=== Exercise brief ===
The first line of the entries through the line bearing "commit.scope = Some(RELEASE_SCOPE.to_string());": copy these lines exactly and return nothing else.

________

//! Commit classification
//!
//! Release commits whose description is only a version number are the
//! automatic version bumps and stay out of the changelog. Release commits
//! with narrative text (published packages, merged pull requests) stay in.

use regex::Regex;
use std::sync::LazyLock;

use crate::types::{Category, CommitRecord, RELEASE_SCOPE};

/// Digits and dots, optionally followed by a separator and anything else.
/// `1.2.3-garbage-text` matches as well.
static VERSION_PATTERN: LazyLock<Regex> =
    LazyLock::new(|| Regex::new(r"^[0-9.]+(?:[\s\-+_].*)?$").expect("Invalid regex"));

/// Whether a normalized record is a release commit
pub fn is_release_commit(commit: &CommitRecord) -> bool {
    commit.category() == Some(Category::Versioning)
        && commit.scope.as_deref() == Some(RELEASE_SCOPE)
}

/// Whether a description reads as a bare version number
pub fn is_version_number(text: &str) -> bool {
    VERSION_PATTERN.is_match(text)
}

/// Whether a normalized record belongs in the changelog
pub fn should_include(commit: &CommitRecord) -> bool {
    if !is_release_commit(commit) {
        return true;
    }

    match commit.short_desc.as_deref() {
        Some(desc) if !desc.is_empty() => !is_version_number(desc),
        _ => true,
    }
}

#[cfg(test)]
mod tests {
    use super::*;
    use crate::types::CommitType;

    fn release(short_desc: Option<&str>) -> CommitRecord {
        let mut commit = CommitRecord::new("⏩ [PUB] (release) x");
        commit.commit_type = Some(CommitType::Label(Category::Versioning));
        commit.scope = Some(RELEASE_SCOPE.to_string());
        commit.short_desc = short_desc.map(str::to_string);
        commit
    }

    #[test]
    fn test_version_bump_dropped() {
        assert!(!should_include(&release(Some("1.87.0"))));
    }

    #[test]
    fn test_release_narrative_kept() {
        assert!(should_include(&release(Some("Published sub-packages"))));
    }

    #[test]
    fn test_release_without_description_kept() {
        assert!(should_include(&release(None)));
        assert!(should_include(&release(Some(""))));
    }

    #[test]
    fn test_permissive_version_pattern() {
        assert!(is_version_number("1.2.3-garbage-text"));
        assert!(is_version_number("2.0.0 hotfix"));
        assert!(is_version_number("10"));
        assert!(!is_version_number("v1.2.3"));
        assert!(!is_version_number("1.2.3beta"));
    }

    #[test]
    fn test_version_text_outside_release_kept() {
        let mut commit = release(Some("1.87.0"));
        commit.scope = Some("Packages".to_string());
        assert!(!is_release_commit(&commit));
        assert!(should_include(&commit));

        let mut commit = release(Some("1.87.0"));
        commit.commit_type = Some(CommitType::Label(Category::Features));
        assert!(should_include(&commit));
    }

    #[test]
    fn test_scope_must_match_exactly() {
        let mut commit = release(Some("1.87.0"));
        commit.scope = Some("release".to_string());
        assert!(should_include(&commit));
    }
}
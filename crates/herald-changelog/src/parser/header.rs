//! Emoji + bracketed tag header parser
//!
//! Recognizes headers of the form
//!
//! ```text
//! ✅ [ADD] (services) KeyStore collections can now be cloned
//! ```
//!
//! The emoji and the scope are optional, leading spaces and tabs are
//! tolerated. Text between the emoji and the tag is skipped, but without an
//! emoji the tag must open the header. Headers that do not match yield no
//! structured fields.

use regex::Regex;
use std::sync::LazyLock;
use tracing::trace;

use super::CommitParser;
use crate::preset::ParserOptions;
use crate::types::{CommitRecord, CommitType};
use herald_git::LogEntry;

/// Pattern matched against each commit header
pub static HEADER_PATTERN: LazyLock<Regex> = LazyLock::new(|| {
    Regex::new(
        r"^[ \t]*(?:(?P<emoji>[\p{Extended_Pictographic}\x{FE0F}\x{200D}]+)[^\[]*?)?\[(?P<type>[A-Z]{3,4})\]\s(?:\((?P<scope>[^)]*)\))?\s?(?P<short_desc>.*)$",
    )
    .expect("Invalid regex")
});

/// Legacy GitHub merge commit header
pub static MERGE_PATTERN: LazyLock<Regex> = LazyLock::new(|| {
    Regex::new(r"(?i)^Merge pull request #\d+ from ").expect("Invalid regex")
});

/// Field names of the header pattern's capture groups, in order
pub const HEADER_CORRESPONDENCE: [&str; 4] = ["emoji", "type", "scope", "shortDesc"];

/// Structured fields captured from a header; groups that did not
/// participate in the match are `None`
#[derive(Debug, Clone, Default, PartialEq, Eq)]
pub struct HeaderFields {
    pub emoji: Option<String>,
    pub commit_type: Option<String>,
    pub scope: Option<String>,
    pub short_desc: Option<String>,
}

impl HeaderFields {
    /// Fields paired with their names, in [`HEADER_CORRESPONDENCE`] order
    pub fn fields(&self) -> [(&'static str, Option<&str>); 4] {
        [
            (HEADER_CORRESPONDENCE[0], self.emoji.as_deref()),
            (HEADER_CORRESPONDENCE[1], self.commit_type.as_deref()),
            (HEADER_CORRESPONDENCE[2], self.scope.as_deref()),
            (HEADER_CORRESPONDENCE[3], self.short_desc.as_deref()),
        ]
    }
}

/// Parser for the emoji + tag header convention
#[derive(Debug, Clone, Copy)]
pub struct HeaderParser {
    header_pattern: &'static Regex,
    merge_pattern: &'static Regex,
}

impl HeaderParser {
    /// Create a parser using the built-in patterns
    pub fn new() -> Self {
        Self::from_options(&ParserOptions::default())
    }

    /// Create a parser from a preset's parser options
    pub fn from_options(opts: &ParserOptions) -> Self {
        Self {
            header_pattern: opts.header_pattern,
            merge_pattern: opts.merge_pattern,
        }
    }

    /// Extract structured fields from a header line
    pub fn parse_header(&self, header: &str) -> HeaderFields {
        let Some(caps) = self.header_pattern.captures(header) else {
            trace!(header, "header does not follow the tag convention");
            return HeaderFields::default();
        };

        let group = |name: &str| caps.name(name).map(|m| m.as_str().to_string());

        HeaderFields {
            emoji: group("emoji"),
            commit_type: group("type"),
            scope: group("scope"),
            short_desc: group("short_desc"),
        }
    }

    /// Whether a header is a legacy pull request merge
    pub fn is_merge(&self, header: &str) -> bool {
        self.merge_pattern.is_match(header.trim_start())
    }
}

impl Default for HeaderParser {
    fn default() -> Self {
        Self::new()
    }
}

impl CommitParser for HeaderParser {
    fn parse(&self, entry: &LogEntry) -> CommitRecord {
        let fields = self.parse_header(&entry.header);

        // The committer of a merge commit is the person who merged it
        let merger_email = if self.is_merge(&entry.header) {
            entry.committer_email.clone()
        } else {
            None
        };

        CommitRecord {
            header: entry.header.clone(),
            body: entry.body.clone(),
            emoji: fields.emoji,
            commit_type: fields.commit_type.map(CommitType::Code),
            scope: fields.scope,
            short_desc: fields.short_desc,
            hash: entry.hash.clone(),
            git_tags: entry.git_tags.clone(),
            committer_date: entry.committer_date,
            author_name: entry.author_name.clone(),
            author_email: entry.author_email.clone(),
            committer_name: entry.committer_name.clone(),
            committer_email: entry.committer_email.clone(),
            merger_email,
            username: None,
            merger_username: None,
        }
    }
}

________

=== Solved problem ===
//! Commit classification
//!
//! Release commits whose description is only a version number are the
//! automatic version bumps and stay out of the changelog. Release commits
//! with narrative text (published packages, merged pull requests) stay in.

use regex::Regex;
use std::sync::LazyLock;

use crate::types::{Category, CommitRecord, RELEASE_SCOPE};

/// Digits and dots, optionally followed by a separator and anything else.
/// `1.2.3-garbage-text` matches as well.
static VERSION_PATTERN: LazyLock<Regex> =
    LazyLock::new(|| Regex::new(r"^[0-9.]+(?:[\s\-+_].*)?$").expect("Invalid regex"));

/// Whether a normalized record is a release commit
pub fn is_release_commit(commit: &CommitRecord) -> bool {
    commit.category() == Some(Category::Versioning)
        && commit.scope.as_deref() == Some(RELEASE_SCOPE)
}

/// Whether a description reads as a bare version number
pub fn is_version_number(text: &str) -> bool {
    VERSION_PATTERN.is_match(text)
}

/// Whether a normalized record belongs in the changelog
pub fn should_include(commit: &CommitRecord) -> bool {
    if !is_release_commit(commit) {
        return true;
    }

    match commit.short_desc.as_deref() {
        Some(desc) if !desc.is_empty() => !is_version_number(desc),
        _ => true,
    }
}

#[cfg(test)]
mod tests {
    use super::*;
    use crate::types::CommitType;

    fn release(short_desc: Option<&str>) -> CommitRecord {
        let mut commit = CommitRecord::new("⏩ [PUB] (release) x");
        commit.commit_type = Some(CommitType::Label(Category::Versioning));
        commit.scope = Some(RELEASE_SCOPE.to_string());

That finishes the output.